Les efforts de l’Afrique du Sud visant à intégrer les actifs cryptographiques dans un cadre de réglementation financière plus large ont suscité plus de critiques que d’éloges.

Le 20 avril, le Trésor national a publié et invité le public à réagir sur le projet de règlement, baptisé Capital Flow Management 2026.

Le règlement proposé remplacera le règlement sur le contrôle des changes de 1961, vieux de plusieurs décennies, couvrant efficacement la cryptographie dans le cadre de gestion des flux de capitaux.

Commentant les règles révisées, le Trésor national et la banque centrale, la South African Reserve Bank (SARB), ont déclaré :

Le règlement vise à placer les crypto-actifs dans le cadre du contrôle des changes afin de gérer les risques et d’assurer la surveillance des instruments financiers émergents.

Fondamentalement, le nouveau cadre renforcera la surveillance du blanchiment d’argent et des flux financiers illicites. En fait, cela fait partie de la pression internationale exercée par le Groupe d’action financière (GAFI).

Le pays a été inscrit sur une « liste grise » en 2023, mais en a été retiré fin 2025 après avoir mis en œuvre les exigences du GAFI. La proposition de contrôle des capitaux est l'une des recommandations.

Les nouvelles règles de l’Afrique du Sud affecteront-elles l’adoption de la cryptographie ?

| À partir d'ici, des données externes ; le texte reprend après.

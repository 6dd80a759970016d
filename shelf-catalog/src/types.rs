//! Data model types for the resource catalog.
//!
//! These types mirror the two persisted documents: `resources.json` holds a
//! flat list of [`Resource`]s and `playlists.json` holds [`Playlist`]s, each
//! of which carries full resource snapshots rather than references.

use serde::{Deserialize, Deserializer, Serialize};

use crate::error::ValidationError;

/// Resource types offered as hints when adding a resource. Not enforced.
pub const KNOWN_TYPES: &[&str] = &["book", "video", "podcast", "website", "course"];

/// Conventional status values. Not enforced.
pub const KNOWN_STATUSES: &[&str] = &["unread", "viewed", "in-progress", "not-started"];

/// Status given to every ingested candidate.
pub const DEFAULT_STATUS: &str = "unread";

// ── Resource ────────────────────────────────────────────────────────────────

/// A single catalogued learning item.
#[derive(Debug, Clone, PartialEq, Eq, Serialize, Deserialize)]
pub struct Resource {
    #[serde(default)]
    pub id: String,
    #[serde(default)]
    pub title: String,
    #[serde(rename = "type", default)]
    pub kind: String,
    #[serde(default)]
    pub genre: String,
    #[serde(default)]
    pub status: String,
    #[serde(default)]
    pub link: String,
    /// Insertion order is the order the user typed them.
    #[serde(default, deserialize_with = "null_as_empty")]
    pub tags: Vec<String>,
    #[serde(default, skip_serializing_if = "String::is_empty")]
    pub author: String,
}

impl Resource {
    /// Case-insensitive id comparison, the rule every lookup uses.
    pub fn has_id(&self, id: &str) -> bool {
        self.id.eq_ignore_ascii_case(id.trim())
    }

    /// Case-insensitive tag membership.
    pub fn has_tag(&self, tag: &str) -> bool {
        let wanted = tag.trim().to_lowercase();
        self.tags.iter().any(|t| t.trim().to_lowercase() == wanted)
    }

    pub fn title_key(&self) -> String {
        title_key(&self.title)
    }
}

/// Normalized duplicate-detection key: trimmed, case-folded title.
pub fn title_key(title: &str) -> String {
    title.trim().to_lowercase()
}

/// Split a comma-separated tag string, trimming entries and dropping empties.
pub fn split_tags(raw: &str) -> Vec<String> {
    raw.split(',')
        .map(str::trim)
        .filter(|t| !t.is_empty())
        .map(str::to_string)
        .collect()
}

/// Field values for a resource that has not been assigned an id yet.
///
/// Produced by the `add` command and by ingestion adapters.
#[derive(Debug, Clone, Default, PartialEq, Eq)]
pub struct NewResource {
    pub title: String,
    pub kind: String,
    pub genre: String,
    pub status: String,
    pub link: String,
    pub tags: Vec<String>,
    pub author: Option<String>,
}

impl NewResource {
    /// Check that every required field is non-blank.
    pub fn validate(&self) -> Result<(), ValidationError> {
        let required = [
            ("title", &self.title),
            ("type", &self.kind),
            ("genre", &self.genre),
            ("status", &self.status),
            ("link", &self.link),
        ];
        for (name, value) in required {
            if value.trim().is_empty() {
                return Err(ValidationError::MissingField(name));
            }
        }
        Ok(())
    }

    pub fn is_book(&self) -> bool {
        self.kind.trim().eq_ignore_ascii_case("book")
    }

    /// Build the persisted record under the given id.
    pub fn into_resource(self, id: String) -> Resource {
        Resource {
            id,
            title: self.title.trim().to_string(),
            kind: self.kind.trim().to_string(),
            genre: self.genre.trim().to_string(),
            status: self.status.trim().to_string(),
            link: self.link.trim().to_string(),
            tags: self.tags,
            author: self
                .author
                .map(|a| a.trim().to_string())
                .unwrap_or_default(),
        }
    }
}

// ── Playlist ────────────────────────────────────────────────────────────────

/// A named, ordered sequence of resource snapshots.
///
/// Later edits to a catalog resource never reach the copy held here.
#[derive(Debug, Clone, PartialEq, Eq, Serialize, Deserialize)]
pub struct Playlist {
    // Older files were written with the key "ID".
    #[serde(default, alias = "ID")]
    pub id: String,
    #[serde(default)]
    pub name: String,
    #[serde(default, deserialize_with = "null_as_empty")]
    pub resources: Vec<Resource>,
}

impl Playlist {
    pub fn has_name(&self, name: &str) -> bool {
        self.name.trim().eq_ignore_ascii_case(name.trim())
    }

    pub fn has_id(&self, id: &str) -> bool {
        self.id.eq_ignore_ascii_case(id.trim())
    }
}

// ── Documents ───────────────────────────────────────────────────────────────

/// Top-level shape of `resources.json`.
#[derive(Debug, Clone, Default, PartialEq, Eq, Serialize, Deserialize)]
pub struct ResourceFile {
    #[serde(default, deserialize_with = "null_as_empty")]
    pub resources: Vec<Resource>,
}

impl ResourceFile {
    pub fn find(&self, id: &str) -> Option<&Resource> {
        self.resources.iter().find(|r| r.has_id(id))
    }

    pub fn find_mut(&mut self, id: &str) -> Option<&mut Resource> {
        self.resources.iter_mut().find(|r| r.has_id(id))
    }

    /// Remove the first resource matching `id`.
    pub fn remove(&mut self, id: &str) -> Option<Resource> {
        let pos = self.resources.iter().position(|r| r.has_id(id))?;
        Some(self.resources.remove(pos))
    }

    pub fn len(&self) -> usize {
        self.resources.len()
    }

    pub fn is_empty(&self) -> bool {
        self.resources.is_empty()
    }
}

/// Top-level shape of `playlists.json`.
#[derive(Debug, Clone, Default, PartialEq, Eq, Serialize, Deserialize)]
pub struct PlaylistFile {
    #[serde(default, deserialize_with = "null_as_empty")]
    pub playlists: Vec<Playlist>,
}

impl PlaylistFile {
    /// First playlist whose name matches, case-insensitively.
    pub fn find_by_name(&self, name: &str) -> Option<&Playlist> {
        self.playlists.iter().find(|p| p.has_name(name))
    }

    pub fn find_by_name_mut(&mut self, name: &str) -> Option<&mut Playlist> {
        self.playlists.iter_mut().find(|p| p.has_name(name))
    }

    pub fn find_by_id(&self, id: &str) -> Option<&Playlist> {
        self.playlists.iter().find(|p| p.has_id(id))
    }
}

/// Treat an explicit JSON `null` the same as a missing list.
fn null_as_empty<'de, D, T>(deserializer: D) -> Result<Vec<T>, D::Error>
where
    D: Deserializer<'de>,
    T: Deserialize<'de>,
{
    Ok(Option::<Vec<T>>::deserialize(deserializer)?.unwrap_or_default())
}

#[cfg(test)]
mod tests {
    use super::*;

    #[test]
    fn split_tags_trims_and_drops_empty() {
        assert_eq!(split_tags(" AI, ML ,, deep learning,"), vec!["AI", "ML", "deep learning"]);
        assert!(split_tags("").is_empty());
        assert!(split_tags(" , ").is_empty());
    }

    #[test]
    fn title_key_is_trimmed_and_case_folded() {
        assert_eq!(title_key("  Deep Work "), "deep work");
        assert_eq!(title_key("DEEP WORK"), title_key("deep work"));
    }

    #[test]
    fn validate_reports_first_missing_field() {
        let new = NewResource {
            title: "Deep Work".into(),
            kind: "book".into(),
            genre: "  ".into(),
            status: "unread".into(),
            link: "https://example.com".into(),
            ..Default::default()
        };
        match new.validate() {
            Err(ValidationError::MissingField(field)) => assert_eq!(field, "genre"),
            other => panic!("unexpected result: {other:?}"),
        }
    }

    #[test]
    fn has_tag_ignores_case() {
        let r = NewResource {
            tags: vec!["AI".into(), "ML".into()],
            ..Default::default()
        }
        .into_resource("x1".into());
        assert!(r.has_tag("ai"));
        assert!(r.has_tag(" Ml "));
        assert!(!r.has_tag("history"));
    }
}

D’autres recommandations du GAFI liées à la cryptographie incluent l’ajout d’informations sur l’expéditeur et le destinataire pour chaque transfert cryptographique transfrontalier.

De retour aux règles proposées, le montant des fonds cryptographiques que les utilisateurs peuvent acheter, vendre, prêter ou transférer sera plafonné. Dépasser les plafonds proposés pourrait conduire à des ventes forcées et à la conversion des fonds en monnaie locale sud-africaine.

De même, tout transfert sans objectif déclaré ou utilisation des fonds au-delà de l’intention déclarée déclenchera également une revente obligatoire.

Mais les règles strictes pourraient nuire à l’industrie locale de la cryptographie, selon les partisans de Bitcoin. Pour sa part, Pierre Rochard, ancien vice-président de la recherche chez la société minière Riot Platforms, a déclaré :

Il s’agit d’une horrible politique Bitcoin, ils devraient aller dans la direction opposée et exonérer Bitcoin d’impôt.

Certains utilisateurs ont averti que cette décision « mettrait effectivement fin à l’auto-garde des crypto-monnaies à une échelle significative », bloquant ainsi toute personne envisageant de détenir une grande réserve de BTC.

Cape Crypto, un échange crypto local, a qualifié la proposition d'« inconstitutionnelle », ajoutant que :

Un gouvernement qui vous oblige à déclarer vos actifs et qui restreint ensuite la manière dont vous pouvez les utiliser ne reconnaît pas vos droits de propriété – il les tolère sous condition.

L’Afrique du Sud est le deuxième plus grand marché de cryptographie de la région après le Nigeria. Il est intéressant de noter que la plupart des flux en chaîne sont dominés par des institutions et des professionnels, selon les données de Chainalysis.

Source : Chainalysis

Il reste à voir si les règles proposées auront un impact sur l’adoption institutionnelle, réduiront davantage la participation des détaillants ou amélioreront l’adoption plus large de la cryptographie.

Résumé final

L’Afrique du Sud propose des contrôles stricts des capitaux qui pourraient obliger les utilisateurs à vendre leurs avoirs cryptographiques s’ils dépassent certains seuils.

Les utilisateurs ont averti que les règles limitent l’auto-garde et découragent l’adoption de la cryptographie.